> _Assignment_: The job is to find each line of the records below that includes the word "ElementDecl" and copy it.
━━━━━ Dataset content ━━━━━
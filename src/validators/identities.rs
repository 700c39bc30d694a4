//! XSD identity constraints
//!
//! This module implements identity constraints for XML Schema:
//! - xs:unique - selected tuples must be distinct, incomplete tuples are skipped
//! - xs:key - like unique, but every field must be present
//! - xs:keyref - every complete tuple must appear in the referenced key or unique
//!
//! Checking happens when the element declaring the constraint is left, so
//! all of its descendants have been validated and their typed values are
//! known. Key tables propagate to the enclosing scope, and keyrefs whose
//! referenced table is not yet closed wait in the enclosing scope, so
//! forward references are legal.

use std::collections::{BTreeMap, HashMap};
use std::fmt;

use crate::documents::Element;
use crate::error::{ValidationError, ValidationErrorKind};
use crate::namespaces::QName;
use crate::xpath::{SelectorEvaluator, XPathNode, XPathSelector};

use super::base::IdentityId;
use super::elements::ElementDecl;
use super::globals::ComponentTable;
use super::values::SimpleValue;

/// Kind of identity constraint
#[derive(Debug, Clone, Copy, PartialEq, Eq)]
pub enum IdentityKind {
    /// xs:unique
    Unique,
    /// xs:key
    Key,
    /// xs:keyref
    Keyref,
}

impl IdentityKind {
    /// Kind from the declaring tag's local name
    pub fn from_tag(tag: &str) -> Option<Self> {
        match tag {
            "unique" => Some(IdentityKind::Unique),
            "key" => Some(IdentityKind::Key),
            "keyref" => Some(IdentityKind::Keyref),
            _ => None,
        }
    }
}

impl fmt::Display for IdentityKind {
    fn fmt(&self, f: &mut fmt::Formatter<'_>) -> fmt::Result {
        match self {
            IdentityKind::Unique => write!(f, "unique"),
            IdentityKind::Key => write!(f, "key"),
            IdentityKind::Keyref => write!(f, "keyref"),
        }
    }
}

/// A unique, key or keyref definition
#[derive(Debug, Clone, PartialEq)]
pub struct IdentityConstraint {
    /// Constraint name
    pub name: QName,
    /// Kind of constraint
    pub kind: IdentityKind,
    /// Selector path
    pub selector: XPathSelector,
    /// Field paths, one per tuple member
    pub fields: Vec<XPathSelector>,
    /// Referenced key name, for keyrefs
    pub refer_name: Option<QName>,
    /// Referenced key or unique, resolved at compile time
    pub refer: Option<IdentityId>,
}

/// Typed values of validated nodes, keyed by document position
#[derive(Debug, Default)]
pub(crate) struct NodeValues {
    keys: HashMap<(usize, Option<QName>), String>,
}

impl NodeValues {
    pub(crate) fn record_element(&mut self, element: &Element, value: &SimpleValue) {
        self.keys
            .insert((element.index, None), value.identity_key());
    }

    pub(crate) fn record_attribute(&mut self, element: &Element, name: &QName, value: &SimpleValue) {
        self.keys
            .insert((element.index, Some(name.clone())), value.identity_key());
    }

    /// Identity key of a field node; untyped nodes compare as strings
    fn key_of(&self, node: &XPathNode<'_>) -> String {
        let slot = match node {
            XPathNode::Element(e) => (e.index, None),
            XPathNode::Attribute { owner, name, .. } => (owner.index, Some((*name).clone())),
        };
        match self.keys.get(&slot) {
            Some(key) => key.clone(),
            None => format!("S|{}", node.string_value().trim()),
        }
    }
}

type Tuple = Vec<String>;

#[derive(Debug, Default)]
struct KeyTable {
    /// Tuple to its lexical form, for messages
    entries: HashMap<Tuple, String>,
}

#[derive(Debug)]
struct PendingRef {
    keyref: IdentityId,
    tuples: Vec<(Tuple, String)>,
    path: String,
}

#[derive(Debug)]
struct Scope {
    element: usize,
    tables: BTreeMap<IdentityId, KeyTable>,
    pending: Vec<PendingRef>,
}

/// Identity scopes of one document validation
#[derive(Debug)]
pub(crate) struct IdentityEngine<'s> {
    table: &'s ComponentTable,
    evaluator: &'s dyn SelectorEvaluator,
    scopes: Vec<Scope>,
    pub(crate) values: NodeValues,
}

fn violation(message: String, path: &str) -> ValidationError {
    ValidationError::new(ValidationErrorKind::IdentityConstraintViolation, message).with_path(path)
}

impl<'s> IdentityEngine<'s> {
    pub(crate) fn new(table: &'s ComponentTable, evaluator: &'s dyn SelectorEvaluator) -> Self {
        Self {
            table,
            evaluator,
            scopes: Vec::new(),
            values: NodeValues::default(),
        }
    }

    /// Open the scopes of an element's constraints
    pub(crate) fn enter(&mut self, element: &Element, decl: &ElementDecl) {
        if decl.identities.is_empty() {
            return;
        }
        self.scopes.push(Scope {
            element: element.index,
            tables: BTreeMap::new(),
            pending: Vec::new(),
        });
    }

    /// Close the scopes of an element's constraints and check them
    pub(crate) fn leave(
        &mut self,
        element: &Element,
        decl: &ElementDecl,
        path: &str,
    ) -> Vec<ValidationError> {
        if decl.identities.is_empty() {
            return Vec::new();
        }
        let mut scope = match self.scopes.pop() {
            Some(scope) if scope.element == element.index => scope,
            Some(other) => {
                self.scopes.push(other);
                return Vec::new();
            }
            None => return Vec::new(),
        };

        let mut errors = Vec::new();
        let (refs, keys): (Vec<IdentityId>, Vec<IdentityId>) = decl
            .identities
            .iter()
            .partition(|id| self.table.identity(**id).kind == IdentityKind::Keyref);

        for id in keys {
            let mut table = KeyTable::default();
            for (tuple, display) in self.collect(id, element, path, &mut errors) {
                if table.entries.insert(tuple, display.clone()).is_some() {
                    let constraint = self.table.identity(id);
                    errors.push(violation(
                        format!(
                            "duplicate value ({}) for {} '{}'",
                            display, constraint.kind, constraint.name
                        ),
                        path,
                    ));
                }
            }
            scope.tables.insert(id, table);
        }

        for id in refs {
            let tuples = self.collect(id, element, path, &mut errors);
            scope.pending.push(PendingRef {
                keyref: id,
                tuples,
                path: path.to_string(),
            });
        }

        let pending = std::mem::take(&mut scope.pending);
        let mut deferred = Vec::new();
        for item in pending {
            let constraint = self.table.identity(item.keyref);
            match constraint.refer.and_then(|r| scope.tables.get(&r)) {
                Some(table) => {
                    for (tuple, display) in &item.tuples {
                        if !table.entries.contains_key(tuple) {
                            errors.push(violation(
                                format!(
                                    "keyref '{}' value ({}) does not match any '{}' value",
                                    constraint.name,
                                    display,
                                    constraint
                                        .refer_name
                                        .as_ref()
                                        .map(|n| n.to_string())
                                        .unwrap_or_default()
                                ),
                                &item.path,
                            ));
                        }
                    }
                }
                None => deferred.push(item),
            }
        }

        match self.scopes.last_mut() {
            Some(parent) => {
                for (id, table) in scope.tables {
                    let target = parent.tables.entry(id).or_default();
                    for (tuple, display) in table.entries {
                        target.entries.entry(tuple).or_insert(display);
                    }
                }
                parent.pending.extend(deferred);
            }
            None => {
                for item in deferred {
                    let constraint = self.table.identity(item.keyref);
                    if item.tuples.is_empty() {
                        continue;
                    }
                    errors.push(violation(
                        format!(
                            "keyref '{}' is unresolved: no referenced key values in scope",
                            constraint.name
                        ),
                        &item.path,
                    ));
                }
            }
        }
        errors
    }

    /// Complete field tuples selected by a constraint
    fn collect(
        &self,
        id: IdentityId,
        element: &Element,
        path: &str,
        errors: &mut Vec<ValidationError>,
    ) -> Vec<(Tuple, String)> {
        let constraint = self.table.identity(id);
        let mut tuples = Vec::new();
        for node in self.evaluator.evaluate(&constraint.selector, element) {
            let target = match node.as_element() {
                Some(target) => target,
                None => continue,
            };
            let mut tuple = Vec::with_capacity(constraint.fields.len());
            let mut display = Vec::with_capacity(constraint.fields.len());
            let mut complete = true;
            for field in &constraint.fields {
                let selected = self.evaluator.evaluate(field, target);
                match selected.as_slice() {
                    [] => complete = false,
                    [one] => {
                        tuple.push(self.values.key_of(one));
                        display.push(one.string_value().trim().to_string());
                    }
                    _ => {
                        errors.push(violation(
                            format!(
                                "field '{}' of {} '{}' selects more than one node",
                                field, constraint.kind, constraint.name
                            ),
                            path,
                        ));
                        complete = false;
                    }
                }
            }
            if !complete {
                if constraint.kind == IdentityKind::Key {
                    errors.push(violation(
                        format!(
                            "missing field value for key '{}' on element {}",
                            constraint.name, target.qname
                        ),
                        path,
                    ));
                }
                continue;
            }
            tuples.push((tuple, display.join(", ")));
        }
        tuples
    }
}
━━━━━
> _Expected output_:
use super::elements::ElementDecl;
    pub(crate) fn enter(&mut self, element: &Element, decl: &ElementDecl) {
        decl: &ElementDecl,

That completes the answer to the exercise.